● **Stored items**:
::::::

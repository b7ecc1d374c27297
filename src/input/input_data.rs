//! Input data - key bindings and the actions they trigger
//!
//! NO METHODS. Just data.

use serde::{Deserialize, Serialize};
use winit::keyboard::KeyCode;

/// Everything a key press can ask the testbed to do
#[derive(Debug, Clone, Copy, PartialEq, Eq, Hash)]
pub enum InputAction {
    MoveLeft,
    MoveRight,
    Rotate,
    Spawn,
    TogglePause,
    SingleStep,
    Restart,
}

/// One key per action. In config files keys are written with their winit
/// `KeyCode` names (`"ArrowLeft"`, `"KeyA"`, `"F5"`, `"ShiftLeft"`).
#[derive(Debug, Clone, PartialEq, Eq, Serialize, Deserialize)]
#[serde(default)]
pub struct KeyBindings {
    pub move_left: KeyCode,
    pub move_right: KeyCode,
    pub rotate: KeyCode,
    pub spawn: KeyCode,
    pub pause: KeyCode,
    pub single_step: KeyCode,
    pub restart: KeyCode,
}

impl Default for KeyBindings {
    fn default() -> Self {
        Self {
            move_left: KeyCode::ArrowLeft,
            move_right: KeyCode::ArrowRight,
            rotate: KeyCode::ArrowUp,
            spawn: KeyCode::Space,
            pause: KeyCode::KeyP,
            single_step: KeyCode::KeyO,
            restart: KeyCode::KeyR,
        }
    }
}
//! Physics Module - DOP facade over the rapier2d engine
//!
//! - physics_world_data.rs: engine state and creation descriptors
//! - physics_world_operations.rs: functions that drive the engine
//! - tree_stats.rs: read-only broad-phase tree statistics

pub mod physics_world_data;
pub mod physics_world_operations;
pub mod tree_stats;

pub use physics_world_data::{
    BodyDesc, BodyId, BodyKind, BodyTransform, BoxShape, FixtureDesc, FixtureId,
    PhysicsWorldData,
};

pub use physics_world_operations::{
    // Initialization
    create_physics_world,

    // Bodies and fixtures
    create_body,
    create_fixture,
    destroy_body,
    contains_body,
    body_fixture_count,
    body_fixtures,
    body_mass,

    // Transforms
    body_transform,
    set_body_transform,
    body_is_settled,

    // Stepping
    step_physics_world,
    sync_query_tree,

    // Counters
    body_count,
    fixture_count,
    contact_count,
    broad_phase_tree_stats,
};

pub use tree_stats::{minimum_height, stats_minimum_height, TreeStats, ENGINE_TREE_ARITY};
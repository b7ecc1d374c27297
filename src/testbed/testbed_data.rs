//! Testbed data structures - Pure DOP
//!
//! The host every scene runs inside: simulation settings, the physics world,
//! the debug text buffer and the step counter.

use crate::constants::testbed::{DEFAULT_GRAVITY, DEFAULT_HZ, DEFAULT_VELOCITY_ITERATIONS};
use crate::debug_draw::DebugDrawData;
use crate::physics::PhysicsWorldData;
use serde::{Deserialize, Serialize};

/// Simulation and drawing switches, shared by the host and the scene
#[derive(Debug, Clone, PartialEq, Serialize, Deserialize)]
#[serde(default)]
pub struct Settings {
    /// Steps per simulated second
    pub hz: f32,
    /// Constraint solver iterations per step
    pub velocity_iterations: usize,
    pub gravity: [f32; 2],
    /// Hold the simulation still
    pub pause: bool,
    /// Run exactly one step while paused
    pub single_step: bool,
    /// Draw body/contact/proxy counters each step
    pub draw_stats: bool,
}

impl Default for Settings {
    fn default() -> Self {
        Self {
            hz: DEFAULT_HZ,
            velocity_iterations: DEFAULT_VELOCITY_ITERATIONS,
            gravity: DEFAULT_GRAVITY,
            pause: false,
            single_step: false,
            draw_stats: false,
        }
    }
}

/// Host state for one running scene
pub struct TestbedData {
    pub world: PhysicsWorldData,
    pub draw: DebugDrawData,
    /// Steps actually simulated (paused frames don't count)
    pub step_count: u64,
}
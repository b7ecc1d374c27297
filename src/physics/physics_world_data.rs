//! Physics world data structures - Pure DOP
//!
//! NO METHODS. Just data.
//! All transformations happen in physics_world_operations.rs
//!
//! The simulation itself is owned by rapier2d; these types describe what the
//! testbed asks of it (bodies, box fixtures, transforms) and hold its state.

use glam::Vec2;
use rapier2d::parry::partitioning::{Qbvh, QbvhUpdateWorkspace};
use rapier2d::prelude::*;

/// How the engine treats a body
#[derive(Debug, Clone, Copy, PartialEq, Eq)]
pub enum BodyKind {
    /// Never moves (floor)
    Static,
    /// Fully simulated (falling pieces)
    Dynamic,
}

/// Body creation parameters
#[derive(Debug, Clone, Copy)]
pub struct BodyDesc {
    pub kind: BodyKind,
    /// Body origin in world space
    pub position: Vec2,
    /// Rotation in radians
    pub angle: f32,
}

impl Default for BodyDesc {
    fn default() -> Self {
        Self {
            kind: BodyKind::Static,
            position: Vec2::ZERO,
            angle: 0.0,
        }
    }
}

/// Oriented box in body-local space
#[derive(Debug, Clone, Copy)]
pub struct BoxShape {
    pub half_width: f32,
    pub half_height: f32,
    /// Box center relative to the body origin
    pub center: Vec2,
    /// Box rotation relative to the body, radians
    pub angle: f32,
}

/// Fixture creation parameters: a shape plus material
#[derive(Debug, Clone, Copy)]
pub struct FixtureDesc {
    pub shape: BoxShape,
    pub density: f32,
    pub friction: f32,
    pub restitution: f32,
}

/// Opaque handle to a body owned by the engine
#[derive(Debug, Clone, Copy, PartialEq, Eq, Hash)]
pub struct BodyId(pub(crate) RigidBodyHandle);

/// Opaque handle to a fixture owned by the engine
#[derive(Debug, Clone, Copy, PartialEq, Eq, Hash)]
pub struct FixtureId(pub(crate) ColliderHandle);

/// World-space placement of a body
#[derive(Debug, Clone, Copy, PartialEq)]
pub struct BodyTransform {
    pub position: Vec2,
    pub angle: f32,
}

/// Complete engine state for one world
pub struct PhysicsWorldData {
    pub(crate) gravity: Vector<Real>,
    pub(crate) integration_params: IntegrationParameters,
    pub(crate) pipeline: PhysicsPipeline,
    pub(crate) island_manager: IslandManager,
    pub(crate) broad_phase: DefaultBroadPhase,
    pub(crate) narrow_phase: NarrowPhase,
    pub(crate) rigid_body_set: RigidBodySet,
    pub(crate) collider_set: ColliderSet,
    pub(crate) impulse_joint_set: ImpulseJointSet,
    pub(crate) multibody_joint_set: MultibodyJointSet,
    pub(crate) ccd_solver: CCDSolver,
    /// Broad-phase tree over every collider AABB (4 children per node)
    pub(crate) proxy_tree: Qbvh<ColliderHandle>,
    pub(crate) proxy_tree_workspace: QbvhUpdateWorkspace,
    /// False until the first sync bulk-builds the tree; afterwards proxies
    /// are inserted, moved and removed incrementally
    pub(crate) proxy_tree_built: bool,
    /// Proxies were queued for insertion, refit or removal since the last sync
    pub(crate) proxy_tree_dirty: bool,
}
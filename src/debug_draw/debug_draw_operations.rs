//! Debug draw operations

use super::debug_draw_data::{DebugDrawData, TextLine};
use crate::constants::text::{DRAW_STRING_NEW_LINE, TEXT_LINE_START};

/// Start a new frame: drop last frame's text and rewind the cursor
pub fn begin_frame(draw: &mut DebugDrawData) {
    draw.lines.clear();
    draw.text_line = TEXT_LINE_START;
}

/// Queue `text` at the current line
pub fn draw_string(draw: &mut DebugDrawData, x: i32, text: impl Into<String>) {
    let y = draw.text_line;
    draw.lines.push(TextLine {
        x,
        y,
        text: text.into(),
    });
}

/// Move the cursor down one line
pub fn new_line(draw: &mut DebugDrawData) {
    draw.text_line += DRAW_STRING_NEW_LINE;
}

/// Queue `text` and advance
pub fn draw_line(draw: &mut DebugDrawData, x: i32, text: impl Into<String>) {
    draw_string(draw, x, text);
    new_line(draw);
}

/// Hand the queued lines to the caller, leaving the buffer empty
pub fn take_lines(draw: &mut DebugDrawData) -> Vec<TextLine> {
    std::mem::take(&mut draw.lines)
}

/// Emit queued lines through the log at debug level
pub fn log_lines(draw: &DebugDrawData) {
    for line in &draw.lines {
        log::debug!("[debug_draw] ({}, {}) {}", line.x, line.y, line.text);
    }
}
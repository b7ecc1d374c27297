//! Tetromino shapes and piece selection

use glam::Vec2;
use rand::rngs::StdRng;
use rand::{Rng, SeedableRng};
use serde::{Deserialize, Serialize};
use std::fmt;
use std::str::FromStr;

/// The seven four-block pieces
#[derive(Debug, Clone, Copy, PartialEq, Eq, Hash, Serialize, Deserialize)]
pub enum Tetromino {
    I,
    J,
    L,
    O,
    S,
    T,
    Z,
}

impl Tetromino {
    pub const ALL: [Tetromino; 7] = [
        Tetromino::I,
        Tetromino::J,
        Tetromino::L,
        Tetromino::O,
        Tetromino::S,
        Tetromino::T,
        Tetromino::Z,
    ];
}

impl fmt::Display for Tetromino {
    fn fmt(&self, f: &mut fmt::Formatter<'_>) -> fmt::Result {
        let name = match self {
            Tetromino::I => "I",
            Tetromino::J => "J",
            Tetromino::L => "L",
            Tetromino::O => "O",
            Tetromino::S => "S",
            Tetromino::T => "T",
            Tetromino::Z => "Z",
        };
        f.write_str(name)
    }
}

/// Block centers in block units, relative to the piece origin
pub fn cells(kind: Tetromino) -> [Vec2; 4] {
    let c = |x: f32, y: f32| Vec2::new(x, y);
    match kind {
        Tetromino::I => [c(-2.0, 0.0), c(-1.0, 0.0), c(0.0, 0.0), c(1.0, 0.0)],
        Tetromino::J => [c(-1.0, 1.0), c(-1.0, 0.0), c(0.0, 0.0), c(1.0, 0.0)],
        Tetromino::L => [c(1.0, 1.0), c(-1.0, 0.0), c(0.0, 0.0), c(1.0, 0.0)],
        Tetromino::O => [c(0.0, 0.0), c(1.0, 0.0), c(0.0, 1.0), c(1.0, 1.0)],
        Tetromino::S => [c(-1.0, 0.0), c(0.0, 0.0), c(0.0, 1.0), c(1.0, 1.0)],
        Tetromino::T => [c(-1.0, 0.0), c(0.0, 0.0), c(1.0, 0.0), c(0.0, 1.0)],
        Tetromino::Z => [c(-1.0, 1.0), c(0.0, 1.0), c(0.0, 0.0), c(1.0, 0.0)],
    }
}

/// How the next piece is chosen
#[derive(Debug, Clone, Copy, PartialEq, Eq)]
pub enum PieceSelection {
    /// Always the same piece
    Fixed(Tetromino),
    /// Uniformly random, reproducible from the seed
    Random { seed: u64 },
}

#[derive(Debug, Clone, PartialEq, Eq, thiserror::Error)]
#[error("Unknown piece selection '{0}', expected 'random' or one of I J L O S T Z")]
pub struct PieceSelectionError(pub String);

impl FromStr for Tetromino {
    type Err = PieceSelectionError;

    fn from_str(s: &str) -> Result<Self, Self::Err> {
        let upper = s.trim().to_ascii_uppercase();
        Tetromino::ALL
            .iter()
            .copied()
            .find(|kind| kind.to_string() == upper)
            .ok_or_else(|| PieceSelectionError(s.to_string()))
    }
}

/// Parse `"random"` or a piece letter; `seed` feeds the random generator
pub fn parse_piece_selection(value: &str, seed: u64) -> Result<PieceSelection, PieceSelectionError> {
    if value.trim().eq_ignore_ascii_case("random") {
        Ok(PieceSelection::Random { seed })
    } else {
        value.parse().map(PieceSelection::Fixed)
    }
}

/// Yields piece kinds in spawn order
#[derive(Debug, Clone)]
pub enum PieceGenerator {
    Fixed(Tetromino),
    Random(StdRng),
}

pub fn create_piece_generator(selection: PieceSelection) -> PieceGenerator {
    match selection {
        PieceSelection::Fixed(kind) => PieceGenerator::Fixed(kind),
        PieceSelection::Random { seed } => PieceGenerator::Random(StdRng::seed_from_u64(seed)),
    }
}

pub fn next_piece(generator: &mut PieceGenerator) -> Tetromino {
    match generator {
        PieceGenerator::Fixed(kind) => *kind,
        PieceGenerator::Random(rng) => Tetromino::ALL[rng.gen_range(0..Tetromino::ALL.len())],
    }
}
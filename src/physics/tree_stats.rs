//! Broad-phase tree statistics
//!
//! The engine keeps every collider in a bounding-volume tree. The testbed only
//! reads that tree: how tall it is, how many proxies it holds, and how tall
//! it would have to be at best.

use serde::{Deserialize, Serialize};

/// Branching factor of the engine's scene-query tree
pub const ENGINE_TREE_ARITY: u32 = 4;

/// Snapshot of the broad-phase tree shape
#[derive(Debug, Clone, Copy, Default, PartialEq, Eq, Serialize, Deserialize)]
pub struct TreeStats {
    /// Node levels from the root to the deepest leaf (0 for an empty tree)
    pub height: u32,
    /// Number of proxies (one per fixture)
    pub proxy_count: u32,
    /// Children per internal node
    pub arity: u32,
}

/// Smallest number of node levels a tree with `arity` children per node
/// needs to hold `proxy_count` proxies.
pub fn minimum_height(proxy_count: u32, arity: u32) -> u32 {
    if proxy_count == 0 {
        return 0;
    }
    let arity = u64::from(arity.max(2));
    let mut levels = 1;
    let mut capacity = arity;
    while capacity < u64::from(proxy_count) {
        capacity *= arity;
        levels += 1;
    }
    levels
}

/// Minimum height for the tree described by `stats`
pub fn stats_minimum_height(stats: &TreeStats) -> u32 {
    minimum_height(stats.proxy_count, stats.arity)
}

/// Walk a flat node array down from `root` and return the number of levels
/// on the longest root-to-leaf path.
///
/// `children` yields the child indices of an internal node and `None` for a
/// leaf; indices outside the array are skipped.
pub fn tree_height<N, F, I>(nodes: &[N], root: usize, children: F) -> u32
where
    F: Fn(&N) -> Option<I>,
    I: IntoIterator<Item = usize>,
{
    let mut height = 0;
    let mut stack = vec![(root, 1u32)];
    while let Some((index, depth)) = stack.pop() {
        let Some(node) = nodes.get(index) else {
            continue;
        };
        height = height.max(depth);
        if let Some(kids) = children(node) {
            stack.extend(kids.into_iter().map(|child| (child, depth + 1)));
        }
    }
    height
}

#[cfg(test)]
mod tests {
    use super::*;

    #[test]
    fn test_minimum_height_empty() {
        assert_eq!(minimum_height(0, 4), 0);
        assert_eq!(minimum_height(0, 2), 0);
    }

    #[test]
    fn test_minimum_height_binary() {
        assert_eq!(minimum_height(1, 2), 1);
        assert_eq!(minimum_height(2, 2), 1);
        assert_eq!(minimum_height(3, 2), 2);
        assert_eq!(minimum_height(1024, 2), 10);
        assert_eq!(minimum_height(1025, 2), 11);
    }

    #[test]
    fn test_minimum_height_quad() {
        assert_eq!(minimum_height(4, 4), 1);
        assert_eq!(minimum_height(5, 4), 2);
        assert_eq!(minimum_height(16, 4), 2);
        // Full floor plus one piece
        assert_eq!(minimum_height(2004, 4), 6);
    }

    #[test]
    fn test_degenerate_arity_is_binary() {
        assert_eq!(minimum_height(8, 0), minimum_height(8, 2));
        assert_eq!(minimum_height(8, 1), 3);
    }

    // Children of node i listed explicitly; empty list means leaf.
    fn height_of(nodes: &[Vec<usize>]) -> u32 {
        height_from(nodes, 0)
    }

    fn height_from(nodes: &[Vec<usize>], root: usize) -> u32 {
        tree_height(nodes, root, |kids| {
            if kids.is_empty() {
                None
            } else {
                Some(kids.clone())
            }
        })
    }

    #[test]
    fn test_tree_height() {
        assert_eq!(height_of(&[]), 0);
        assert_eq!(height_of(&[vec![]]), 1);
        assert_eq!(height_of(&[vec![1, 2], vec![], vec![3], vec![]]), 3);
    }

    #[test]
    fn test_tree_height_from_inner_root() {
        // Node 0 only forwards to node 1, the real root
        let nodes = [vec![1], vec![2, 3], vec![], vec![]];
        assert_eq!(height_of(&nodes), 3);
        assert_eq!(height_from(&nodes, 1), 2);
        assert_eq!(height_from(&nodes, 7), 0);
    }

    #[test]
    fn test_tree_height_skips_dangling_children() {
        assert_eq!(height_of(&[vec![1, 99], vec![]]), 2);
    }

    #[test]
    fn test_stats_minimum_height() {
        let stats = TreeStats {
            height: 5,
            proxy_count: 64,
            arity: 4,
        };
        assert_eq!(stats_minimum_height(&stats), 3);
    }
}
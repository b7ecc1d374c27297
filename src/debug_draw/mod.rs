/// Debug Draw Module - Data-Oriented Programming (DOP) style
///
/// - debug_draw_data.rs: the per-frame text buffer
/// - debug_draw_operations.rs: functions that fill and drain it

pub mod debug_draw_data;
pub mod debug_draw_operations;

pub use debug_draw_data::{DebugDrawData, TextLine};

pub use debug_draw_operations::{
    begin_frame, draw_line, draw_string, log_lines, new_line, take_lines,
};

::::::

● **AIM OF THE EXERCISE**:
In the entries above, how many lines hold the word "nodes"? State the number only.

● **TASK SOLUTION**:
10